The Muslim Imams quickly spread a story among the Maranao that,
following the death of the Sultan of Pandapatan, the principal war
leader, four angels appeared amidst a blinding flash of lightning
and
bore his body up to heaven on a chair, then inflicted a punishing
rain
and fog on the hapless Americans which forced them to withdraw
from the
cotta walls and spend a night in misery. The next morning a bright
rainbow appeared, so the story went, signifying that the people of
Bayan, by aggressively defending their part of Dar ul Islam (the
realm
of Islam), had greatly pleased God.
Herein lay the rub, the conundrum that would dog the Americans for
the
next many years. The Maranaos understood from the beginning that
they
were outgunned, and they did not expect to win. But, "so what?"
From
their perspective winning or losing was far less important than
how you
fought. And the more adverse and overwhelming the odds against
one, the
greater and more divine the personal glory. Life is fleeting and
transitory, what mattered most was demonstrating to Allah one's
willingness to die? In the first of many combats to come, the
Americans
and Moros would use different scorecards to measure success.
Pershing's Lake Lanao Campaigns (1902-1903)

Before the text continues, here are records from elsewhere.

//! Friendships, DM channels, direct messages and abuse reports.

use chrono::{DateTime, Utc};
use rusqlite::{params, OptionalExtension};
use uuid::Uuid;

use crate::database::{parse_ts, ts, Database};
use crate::error::{map_read_err, map_write_err, Result, StoreError};
use crate::models::{DirectMessage, DmChannel, Friendship, FriendshipStatus, Report};

const FRIENDSHIP_COLUMNS: &str = "id, requester_id, addressee_id, status, created_at, updated_at";

impl Database {
    // -----------------------------------------------------------------------
    // Friendships
    // -----------------------------------------------------------------------

    /// Record a friend request. If the other side already asked us, the
    /// request accepts theirs instead of creating a second row.
    pub fn upsert_friend_request(&self, requester_id: i64, addressee_id: i64) -> Result<Friendship> {
        if let Some(reverse) = self.get_directed_friendship(addressee_id, requester_id)? {
            if reverse.status == FriendshipStatus::Pending {
                self.set_friendship_status(reverse.id, FriendshipStatus::Accepted)?;
            }
            return self.get_friendship_by_id(reverse.id);
        }

        let now = ts(&Utc::now());
        self.conn()
            .execute(
                "INSERT INTO friendships (requester_id, addressee_id, status, created_at, updated_at)
                 VALUES (?1, ?2, ?3, ?4, ?4)
                 ON CONFLICT(requester_id, addressee_id) DO NOTHING",
                params![requester_id, addressee_id, FriendshipStatus::Pending.as_str(), now],
            )
            .map_err(map_write_err)?;
        self.get_directed_friendship(requester_id, addressee_id)?
            .ok_or(StoreError::NotFound)
    }

    /// Accept a pending request sent by `requester_id` to `addressee_id`.
    /// Returns `None` when no such request exists.
    pub fn accept_friend_request(
        &self,
        requester_id: i64,
        addressee_id: i64,
    ) -> Result<Option<Friendship>> {
        match self.get_directed_friendship(requester_id, addressee_id)? {
            Some(f) => {
                if f.status == FriendshipStatus::Pending {
                    self.set_friendship_status(f.id, FriendshipStatus::Accepted)?;
                }
                Ok(Some(self.get_friendship_by_id(f.id)?))
            }
            None => Ok(None),
        }
    }

    /// Remove any friendship between the two users, whoever requested it.
    pub fn remove_friendship(&self, a: i64, b: i64) -> Result<bool> {
        let affected = self.conn().execute(
            "DELETE FROM friendships
             WHERE (requester_id = ?1 AND addressee_id = ?2)
                OR (requester_id = ?2 AND addressee_id = ?1)",
            params![a, b],
        )?;
        Ok(affected > 0)
    }

    /// Friendship between the two users in either direction.
    pub fn get_friendship(&self, a: i64, b: i64) -> Result<Option<Friendship>> {
        self.conn()
            .query_row(
                &format!(
                    "SELECT {FRIENDSHIP_COLUMNS} FROM friendships
                     WHERE (requester_id = ?1 AND addressee_id = ?2)
                        OR (requester_id = ?2 AND addressee_id = ?1)
                     LIMIT 1"
                ),
                params![a, b],
                row_to_friendship,
            )
            .optional()
            .map_err(StoreError::Sqlite)
    }

    fn get_directed_friendship(
        &self,
        requester_id: i64,
        addressee_id: i64,
    ) -> Result<Option<Friendship>> {
        self.conn()
            .query_row(
                &format!(
                    "SELECT {FRIENDSHIP_COLUMNS} FROM friendships
                     WHERE requester_id = ?1 AND addressee_id = ?2"
                ),
                params![requester_id, addressee_id],
                row_to_friendship,
            )
            .optional()
            .map_err(StoreError::Sqlite)
    }

    fn get_friendship_by_id(&self, id: i64) -> Result<Friendship> {
        self.conn()
            .query_row(
                &format!("SELECT {FRIENDSHIP_COLUMNS} FROM friendships WHERE id = ?1"),
                params![id],
                row_to_friendship,
            )
            .map_err(map_read_err)
    }

    fn set_friendship_status(&self, id: i64, status: FriendshipStatus) -> Result<()> {
        self.conn().execute(
            "UPDATE friendships SET status = ?2, updated_at = ?3 WHERE id = ?1",
            params![id, status.as_str(), ts(&Utc::now())],
        )?;
        Ok(())
    }

    // -----------------------------------------------------------------------
    // Direct messages
    // -----------------------------------------------------------------------

    pub fn find_or_create_dm_channel(&self, a: i64, b: i64) -> Result<DmChannel> {
        let (user_a, user_b) = if a <= b { (a, b) } else { (b, a) };
        self.conn()
            .execute(
                "INSERT INTO dm_channels (user_a, user_b, created_at) VALUES (?1, ?2, ?3)
                 ON CONFLICT(user_a, user_b) DO NOTHING",
                params![user_a, user_b, ts(&Utc::now())],
            )
            .map_err(map_write_err)?;
        self.conn()
            .query_row(
                "SELECT id, user_a, user_b, created_at FROM dm_channels
                 WHERE user_a = ?1 AND user_b = ?2",
                params![user_a, user_b],
                |row| {
                    let created: String = row.get(3)?;
                    Ok(DmChannel {
                        id: row.get(0)?,
                        user_a: row.get(1)?,
                        user_b: row.get(2)?,
                        created_at: parse_ts(3, &created)?,
                    })
                },
            )
            .map_err(map_read_err)
    }

    pub fn insert_message(
        &self,
        channel_id: i64,
        author_id: i64,
        content: &str,
        created_at: DateTime<Utc>,
    ) -> Result<DirectMessage> {
        let message = DirectMessage {
            id: Uuid::new_v4(),
            channel_id,
            author_id,
            content: content.to_string(),
            created_at,
        };
        self.conn().execute(
            "INSERT INTO messages (id, channel_id, author_id, content, created_at)
             VALUES (?1, ?2, ?3, ?4, ?5)",
            params![
                message.id.to_string(),
                message.channel_id,
                message.author_id,
                message.content,
                ts(&message.created_at),
            ],
        )?;
        Ok(message)
    }

    /// Messages of a channel, oldest first.
    pub fn list_messages(&self, channel_id: i64) -> Result<Vec<DirectMessage>> {
        let mut stmt = self.conn().prepare(
            "SELECT id, channel_id, author_id, content, created_at
             FROM messages WHERE channel_id = ?1
             ORDER BY created_at ASC",
        )?;
        let rows = stmt.query_map(params![channel_id], row_to_message)?;

        let mut messages = Vec::new();
        for row in rows {
            messages.push(row?);
        }
        Ok(messages)
    }

    // -----------------------------------------------------------------------
    // Reports
    // -----------------------------------------------------------------------

    pub fn insert_report(
        &self,
        from_domain: &str,
        reporter_public_id: Option<&str>,
        reported_user_id: i64,
        reason: &str,
    ) -> Result<Report> {
        let created_at = Utc::now();
        self.conn().execute(
            "INSERT INTO reports (from_domain, reporter_public_id, reported_user_id, reason, created_at)
             VALUES (?1, ?2, ?3, ?4, ?5)",
            params![from_domain, reporter_public_id, reported_user_id, reason, ts(&created_at)],
        )?;
        Ok(Report {
            id: self.conn().last_insert_rowid(),
            from_domain: from_domain.to_string(),
            reporter_public_id: reporter_public_id.map(str::to_string),
            reported_user_id,
            reason: reason.to_string(),
            created_at,
        })
    }

    pub fn list_reports(&self) -> Result<Vec<Report>> {
        let mut stmt = self.conn().prepare(
            "SELECT id, from_domain, reporter_public_id, reported_user_id, reason, created_at
             FROM reports ORDER BY id ASC",
        )?;
        let rows = stmt.query_map([], |row| {
            let created: String = row.get(5)?;
            Ok(Report {
                id: row.get(0)?,
                from_domain: row.get(1)?,
                reporter_public_id: row.get(2)?,
                reported_user_id: row.get(3)?,
                reason: row.get(4)?,
                created_at: parse_ts(5, &created)?,
            })
        })?;
        rows.collect::<std::result::Result<Vec<_>, _>>()
            .map_err(StoreError::Sqlite)
    }
}

fn row_to_friendship(row: &rusqlite::Row<'_>) -> rusqlite::Result<Friendship> {
    let status_str: String = row.get(3)?;
    let status = FriendshipStatus::parse(&status_str).ok_or_else(|| {
        rusqlite::Error::FromSqlConversionFailure(
            3,
            rusqlite::types::Type::Text,
            format!("unknown friendship status: {status_str}").into(),
        )
    })?;
    let created: String = row.get(4)?;
    let updated: String = row.get(5)?;

    Ok(Friendship {
        id: row.get(0)?,
        requester_id: row.get(1)?,
        addressee_id: row.get(2)?,
        status,
        created_at: parse_ts(4, &created)?,
        updated_at: parse_ts(5, &updated)?,
    })
}

fn row_to_message(row: &rusqlite::Row<'_>) -> rusqlite::Result<DirectMessage> {
    let id_str: String = row.get(0)?;
    let created: String = row.get(4)?;

    let id = Uuid::parse_str(&id_str).map_err(|e| {
        rusqlite::Error::FromSqlConversionFailure(0, rusqlite::types::Type::Text, Box::new(e))
    })?;

    Ok(DirectMessage {
        id,
        channel_id: row.get(1)?,
        author_id: row.get(2)?,
        content: row.get(3)?,
        created_at: parse_ts(4, &created)?,
    })
}
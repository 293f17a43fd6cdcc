use thiserror::Error;

#[derive(Error, Debug)]
pub enum KeyError {
    #[error("Invalid key bytes")]
    InvalidKeyBytes,

    #[error("Invalid key encoding: {0}")]
    Encoding(#[from] hex::FromHexError),

    #[error("Expected {expected} key bytes, got {actual}")]
    InvalidLength { expected: usize, actual: usize },
}

#[derive(Error, Debug)]
pub enum TokenError {
    #[error("Malformed token")]
    Malformed,

    #[error("Unsupported token algorithm: {0}")]
    UnsupportedAlgorithm(String),

    #[error("Invalid signature")]
    InvalidSignature,

    #[error("Token has expired")]
    Expired,

    #[error("Token issued in the future")]
    NotYetValid,

    #[error("Invalid verification key: {0}")]
    Key(#[from] KeyError),

    #[error("Serialization error: {0}")]
    Serialization(#[from] serde_json::Error),
}
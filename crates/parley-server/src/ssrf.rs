//! Guard against outbound fetches aimed at internal networks.

use std::net::{IpAddr, Ipv4Addr, Ipv6Addr};

use hickory_resolver::config::{ResolverConfig, ResolverOpts};
use hickory_resolver::TokioAsyncResolver;
use reqwest::Url;

use crate::error::ServerError;

pub fn is_forbidden_ipv4(ip: Ipv4Addr) -> bool {
    let [a, b, ..] = ip.octets();
    ip.is_private()
        || ip.is_loopback()
        || ip.is_link_local()
        || ip.is_broadcast()
        || ip.is_documentation()
        || ip.is_unspecified()
        || ip.is_multicast()
        || a == 0
        // 100.64.0.0/10 carrier-grade NAT
        || (a == 100 && (b & 0xc0) == 64)
}

pub fn is_forbidden_ipv6(ip: Ipv6Addr) -> bool {
    if let Some(v4) = ip.to_ipv4_mapped() {
        return is_forbidden_ipv4(v4);
    }
    let first = ip.segments()[0];
    ip.is_loopback()
        || ip.is_unspecified()
        || ip.is_multicast()
        // fc00::/7 unique local
        || (first & 0xfe00) == 0xfc00
        // fe80::/10 link local
        || (first & 0xffc0) == 0xfe80
        // 2001:db8::/32 documentation
        || (first == 0x2001 && ip.segments()[1] == 0x0db8)
}

pub fn is_forbidden_ip(ip: IpAddr) -> bool {
    match ip {
        IpAddr::V4(v4) => is_forbidden_ipv4(v4),
        IpAddr::V6(v6) => is_forbidden_ipv6(v6),
    }
}

#[derive(Clone)]
pub struct SsrfGuard {
    resolver: TokioAsyncResolver,
    allow_private: bool,
}

impl SsrfGuard {
    pub fn new(allow_private: bool) -> Self {
        if allow_private {
            tracing::warn!("private-address fetch guard disabled");
        }
        let resolver =
            TokioAsyncResolver::tokio(ResolverConfig::cloudflare_https(), ResolverOpts::default());
        Self {
            resolver,
            allow_private,
        }
    }

    /// Parse `raw` and make sure it points at a public http(s) host.
    pub async fn check_url(&self, raw: &str) -> Result<Url, ServerError> {
        let url = Url::parse(raw).map_err(|e| ServerError::BadRequest(format!("Invalid URL: {e}")))?;
        if !matches!(url.scheme(), "http" | "https") {
            return Err(ServerError::Forbidden(format!(
                "Unsupported URL scheme: {}",
                url.scheme()
            )));
        }
        if self.allow_private {
            return Ok(url);
        }

        let host = url
            .host_str()
            .ok_or_else(|| ServerError::BadRequest("URL has no host".to_string()))?
            .trim_start_matches('[')
            .trim_end_matches(']');

        if let Ok(ip) = host.parse::<IpAddr>() {
            return if is_forbidden_ip(ip) {
                Err(ServerError::Forbidden("URL targets a private address".to_string()))
            } else {
                Ok(url)
            };
        }

        let lower = host.to_ascii_lowercase();
        if lower == "localhost" || lower.ends_with(".localhost") {
            return Err(ServerError::Forbidden("URL targets a private address".to_string()));
        }

        let lookup = self
            .resolver
            .lookup_ip(lower.as_str())
            .await
            .map_err(|e| ServerError::Network(format!("DNS lookup for {lower} failed: {e}")))?;

        let mut any = false;
        for ip in lookup.iter() {
            any = true;
            if is_forbidden_ip(ip) {
                tracing::warn!(host = %lower, %ip, "blocked fetch to private address");
                return Err(ServerError::Forbidden("URL targets a private address".to_string()));
            }
        }
        if !any {
            return Err(ServerError::Network(format!("{lower} has no addresses")));
        }
        Ok(url)
    }
}

#[cfg(test)]
mod tests {
    use super::*;

    #[test]
    fn test_private_ranges() {
        for ip in [
            "127.0.0.1",
            "10.1.2.3",
            "172.16.0.1",
            "192.168.1.1",
            "169.254.169.254",
            "100.64.0.1",
            "0.0.0.0",
            "224.0.0.1",
            "::1",
            "fc00::1",
            "fe80::1",
            "::ffff:127.0.0.1",
            "2001:db8::1",
        ] {
            assert!(is_forbidden_ip(ip.parse().unwrap()), "{ip} should be forbidden");
        }
    }

    #[test]
    fn test_public_addresses_allowed() {
        for ip in ["93.184.216.34", "1.1.1.1", "100.128.0.1", "2606:4700::1111"] {
            assert!(!is_forbidden_ip(ip.parse().unwrap()), "{ip} should be allowed");
        }
    }

    #[tokio::test]
    async fn test_check_url_rejects_literals_and_schemes() {
        let guard = SsrfGuard::new(false);
        assert!(guard.check_url("http://127.0.0.1/a.png").await.is_err());
        assert!(guard.check_url("http://[::1]:8080/a.png").await.is_err());
        assert!(guard.check_url("http://localhost/a.png").await.is_err());
        assert!(guard.check_url("file:///etc/passwd").await.is_err());
        assert!(guard.check_url("https://93.184.216.34/a.png").await.is_ok());
    }

    #[tokio::test]
    async fn test_allow_private_bypass() {
        let guard = SsrfGuard::new(true);
        assert!(guard.check_url("http://127.0.0.1:9000/a.png").await.is_ok());
        assert!(guard.check_url("ftp://127.0.0.1/a.png").await.is_err());
    }
}
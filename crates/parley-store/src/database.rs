//! Database connection management.
//!
//! The [`Database`] struct owns a [`rusqlite::Connection`] and guarantees that
//! migrations are run before any other operation.

use std::path::{Path, PathBuf};

use chrono::{DateTime, SecondsFormat, Utc};
use rusqlite::Connection;

use crate::error::Result;
use crate::migrations;

/// Wrapper around a [`rusqlite::Connection`].
pub struct Database {
    conn: Connection,
}

impl Database {
    /// Open (or create) a database at an explicit path.
    ///
    /// The parent directory is created if it does not exist yet.
    pub fn open_at(path: &Path) -> Result<Self> {
        if let Some(parent) = path.parent() {
            if !parent.as_os_str().is_empty() {
                std::fs::create_dir_all(parent)?;
            }
        }

        tracing::info!(path = %path.display(), "opening database");

        let conn = Connection::open(path)?;

        conn.pragma_update(None, "journal_mode", "WAL")?;
        Self::init(conn)
    }

    /// Open a private in-memory database. Used by tests.
    pub fn open_in_memory() -> Result<Self> {
        Self::init(Connection::open_in_memory()?)
    }

    fn init(conn: Connection) -> Result<Self> {
        conn.pragma_update(None, "foreign_keys", "ON")?;
        conn.busy_timeout(std::time::Duration::from_secs(5))?;

        migrations::run_migrations(&conn)?;

        Ok(Self { conn })
    }

    /// Return a reference to the underlying `rusqlite::Connection`.
    ///
    /// Callers should prefer the typed CRUD helpers, but direct access is
    /// occasionally needed for transactions or ad-hoc queries.
    pub fn conn(&self) -> &Connection {
        &self.conn
    }

    /// Return the filesystem path of the open database (if any).
    pub fn path(&self) -> Option<PathBuf> {
        self.conn.path().map(PathBuf::from)
    }
}

/// Timestamps are stored as fixed-width RFC 3339 strings so that SQL string
/// comparison matches chronological order.
pub(crate) fn ts(dt: &DateTime<Utc>) -> String {
    dt.to_rfc3339_opts(SecondsFormat::Micros, true)
}

pub(crate) fn parse_ts(col: usize, s: &str) -> rusqlite::Result<DateTime<Utc>> {
    DateTime::parse_from_rfc3339(s)
        .map(|dt| dt.with_timezone(&Utc))
        .map_err(|e| {
            rusqlite::Error::FromSqlConversionFailure(col, rusqlite::types::Type::Text, Box::new(e))
        })
}

pub(crate) fn parse_opt_ts(col: usize, s: Option<String>) -> rusqlite::Result<Option<DateTime<Utc>>> {
    s.map(|s| parse_ts(col, &s)).transpose()
}
use chrono::Utc;
use rusqlite::{params, OptionalExtension};

use crate::database::{parse_ts, ts, Database};
use crate::error::{Result, StoreError};
use crate::models::KeyMaterial;

impl Database {
    pub fn insert_key_material(&self, public_key: &str, secret_key: &str) -> Result<KeyMaterial> {
        self.conn().execute(
            "INSERT INTO federation_keys (public_key, secret_key, created_at) VALUES (?1, ?2, ?3)",
            params![public_key, secret_key, ts(&Utc::now())],
        )?;
        self.canonical_key_material()?.ok_or(StoreError::NotFound)
    }

    /// The earliest stored keypair. A racing generator may have written more
    /// than one; every reader agrees on this one.
    pub fn canonical_key_material(&self) -> Result<Option<KeyMaterial>> {
        self.conn()
            .query_row(
                "SELECT id, public_key, secret_key, created_at
                 FROM federation_keys ORDER BY id ASC LIMIT 1",
                [],
                |row| {
                    let created: String = row.get(3)?;
                    Ok(KeyMaterial {
                        id: row.get(0)?,
                        public_key: row.get(1)?,
                        secret_key: row.get(2)?,
                        created_at: parse_ts(3, &created)?,
                    })
                },
            )
            .optional()
            .map_err(StoreError::Sqlite)
    }

    pub fn delete_key_material(&self) -> Result<usize> {
        Ok(self.conn().execute("DELETE FROM federation_keys", [])?)
    }
}

#[cfg(test)]
mod tests {
    use super::*;

    #[test]
    fn earliest_key_is_canonical() {
        let db = Database::open_in_memory().unwrap();
        assert!(db.canonical_key_material().unwrap().is_none());

        let first = db.insert_key_material("pub1", "sec1").unwrap();
        let second = db.insert_key_material("pub2", "sec2").unwrap();
        assert_eq!(first.public_key, "pub1");
        assert_eq!(second.public_key, "pub1");

        assert_eq!(db.delete_key_material().unwrap(), 2);
        assert!(db.canonical_key_material().unwrap().is_none());
    }
}
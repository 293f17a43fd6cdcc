//! v002 -- Federation.
//!
//! Adds peer instances, the local signing key, shadow-user columns on
//! `users`, and abuse reports.

use rusqlite::Connection;

const UP_SQL: &str = r#"
CREATE TABLE IF NOT EXISTS instances (
    id           INTEGER PRIMARY KEY AUTOINCREMENT,
    domain       TEXT NOT NULL UNIQUE,
    name         TEXT,
    public_key   TEXT,                         -- hex-encoded Ed25519 pubkey
    status       TEXT NOT NULL,                -- pending | active | blocked
    direction    TEXT NOT NULL,                -- incoming | outgoing | mutual
    added_by     INTEGER,
    last_seen_at TEXT,
    created_at   TEXT NOT NULL,
    updated_at   TEXT NOT NULL,

    CHECK (NOT (status = 'pending' AND direction = 'mutual'))
);

CREATE TABLE IF NOT EXISTS federation_keys (
    id         INTEGER PRIMARY KEY AUTOINCREMENT,
    public_key TEXT NOT NULL,
    secret_key TEXT NOT NULL,
    created_at TEXT NOT NULL
);

ALTER TABLE users ADD COLUMN is_federated INTEGER NOT NULL DEFAULT 0;
ALTER TABLE users ADD COLUMN federated_instance_id INTEGER
    REFERENCES instances(id) ON DELETE CASCADE;
ALTER TABLE users ADD COLUMN federated_username TEXT;
ALTER TABLE users ADD COLUMN federated_public_id TEXT;
ALTER TABLE users ADD COLUMN profile_synced_at TEXT;

CREATE UNIQUE INDEX IF NOT EXISTS idx_users_fed_public_id
    ON users(federated_instance_id, federated_public_id)
    WHERE federated_public_id IS NOT NULL;

-- Legacy rows are keyed by numeric id only until a public id is backfilled.
CREATE UNIQUE INDEX IF NOT EXISTS idx_users_fed_username
    ON users(federated_instance_id, federated_username)
    WHERE federated_public_id IS NULL AND federated_username IS NOT NULL;

CREATE INDEX IF NOT EXISTS idx_users_fed_instance
    ON users(federated_instance_id);

ALTER TABLE files ADD COLUMN source_name TEXT;

CREATE TABLE IF NOT EXISTS reports (
    id                 INTEGER PRIMARY KEY AUTOINCREMENT,
    from_domain        TEXT NOT NULL,
    reporter_public_id TEXT,
    reported_user_id   INTEGER NOT NULL,
    reason             TEXT NOT NULL,
    created_at         TEXT NOT NULL,

    FOREIGN KEY (reported_user_id) REFERENCES users(id) ON DELETE CASCADE
);
"#;

pub fn up(conn: &Connection) -> Result<(), rusqlite::Error> {
    conn.execute_batch(UP_SQL)
}
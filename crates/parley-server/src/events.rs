//! In-process pub/sub for notifying local sessions.

use parley_shared::constants::TOPIC_INSTANCES;
use parley_shared::types::{Direction, InstanceStatus};
use serde::Serialize;
use tokio::sync::broadcast;

const CHANNEL_CAPACITY: usize = 256;

/// Something local sessions may want to react to.
#[derive(Debug, Clone, PartialEq, Eq, Serialize)]
#[serde(tag = "type", rename_all = "snake_case")]
pub enum FederationEvent {
    InstanceUpdated {
        domain: String,
        status: InstanceStatus,
        direction: Direction,
    },
    InstanceRemoved {
        domain: String,
    },
    FederationToggled {
        enabled: bool,
    },
    FriendRequest {
        user_id: i64,
        from_user_id: i64,
    },
    FriendAccepted {
        user_id: i64,
        from_user_id: i64,
    },
    FriendRemoved {
        user_id: i64,
        from_user_id: i64,
    },
    DirectMessage {
        user_id: i64,
        channel_id: i64,
        author_id: i64,
    },
}

impl FederationEvent {
    /// Topic the event is published on: instance changes go to the shared
    /// federation topic, user-scoped events to `user:<id>`.
    pub fn topic(&self) -> String {
        match self {
            Self::InstanceUpdated { .. }
            | Self::InstanceRemoved { .. }
            | Self::FederationToggled { .. } => TOPIC_INSTANCES.to_string(),
            Self::FriendRequest { user_id, .. }
            | Self::FriendAccepted { user_id, .. }
            | Self::FriendRemoved { user_id, .. }
            | Self::DirectMessage { user_id, .. } => format!("user:{user_id}"),
        }
    }
}

/// A published event with its topic.
#[derive(Debug, Clone)]
pub struct Envelope {
    pub topic: String,
    pub event: FederationEvent,
}

#[derive(Clone)]
pub struct EventBus {
    tx: broadcast::Sender<Envelope>,
}

impl Default for EventBus {
    fn default() -> Self {
        Self::new()
    }
}

impl EventBus {
    pub fn new() -> Self {
        let (tx, _) = broadcast::channel(CHANNEL_CAPACITY);
        Self { tx }
    }

    pub fn publish(&self, event: FederationEvent) {
        let topic = event.topic();
        tracing::debug!(topic = %topic, ?event, "publishing event");
        // No subscribers is fine.
        let _ = self.tx.send(Envelope { topic, event });
    }

    pub fn subscribe(&self) -> broadcast::Receiver<Envelope> {
        self.tx.subscribe()
    }
}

Several days after the battle,
General Chaffee summoned Captain
Pershing to Camp Vicars, a newly established American outpost near
Bayan, intended to become the center of an American presence in
the
Lake Lanao country. Pershing was startled to be told he was being
placed in "temporary command" of the new camp, ostensibly
reporting to
Baldwin but in reality directly to Chaffee through Davis. Even
more
surprising he, a mere Captain, would command the equivalent of two
battalions: two troops of the 15th Cavalry, three companies of the
27th
Infantry, the 25th Field Artillery Battery, engineers, and
hospital
corpsmen, about 700 men in all. It amounted to an independent,
self-sufficient, mini-army. Chaffee (and Davis) sensed this
obscure
junior officer was one of the few in the Army (and one of only two
officers on their second tour in Moroland) who comprehended how
this
new challenge had to be addressed. He was the real, although
unrecognized hero of Bayan even though he had not been on the
field.
The iron rules of seniority must be pushed aside to make way for a
new
generation.
Pershing's subsequent Lake Lanao Campaigns have often been
erroneously
described by historians as one of divide and conquer. But the
Moros, by
the very nature of their societal institutions and culture, were
almost
perpetually divided. Rather, Pershing focused on sorting out who
were
his likely friends, who were his likely enemies, and who were
somewhere
in between. He sensed that at some point he would have to fight
some of
the most recalcitrant datus, but unlike Baldwin, he knew he could
not
fight everyone and must forge enduring political/military
alliances in
advance and avoid at all costs making inadvertent and potentially
permanent enemies. Pershing's one year of command of Camp Vicars
would
consist of eleven months of intense political activism and
diplomacy
and only two fortnights of fighting.
His military campaigns consisted of four expeditions, two in the
Fall
of 1902 and two in the late Spring of 1903. On average, they
involved
no more than 500 to 700 men, a mixed force of infantry, cavalry,
artillery, and engineers. Pershing's objective was to demonstrate
that
he could capture and destroy the typical Moro cotta (an earthen
fort
protected by deep moats and fields of sharpened bamboo stakes and
cannon), which the Moros believed impregnable. And he intended to
do it
swiftly, efficiently, and at minimal cost. Considerable time and
practice was devoted at Camp Vicars to devising new tactics and
implements to deal with the difficulties of direct assaults on the
formidable earthen fortresses. Of equal importance, Pershing
wanted to
demonstrate discipline and restraint; killing no more Moros than
was
absolutely necessary and rigorously avoiding damage to their
civilian,
as opposed to their "war," property.
His expeditions captured over one hundred cottas, large and small.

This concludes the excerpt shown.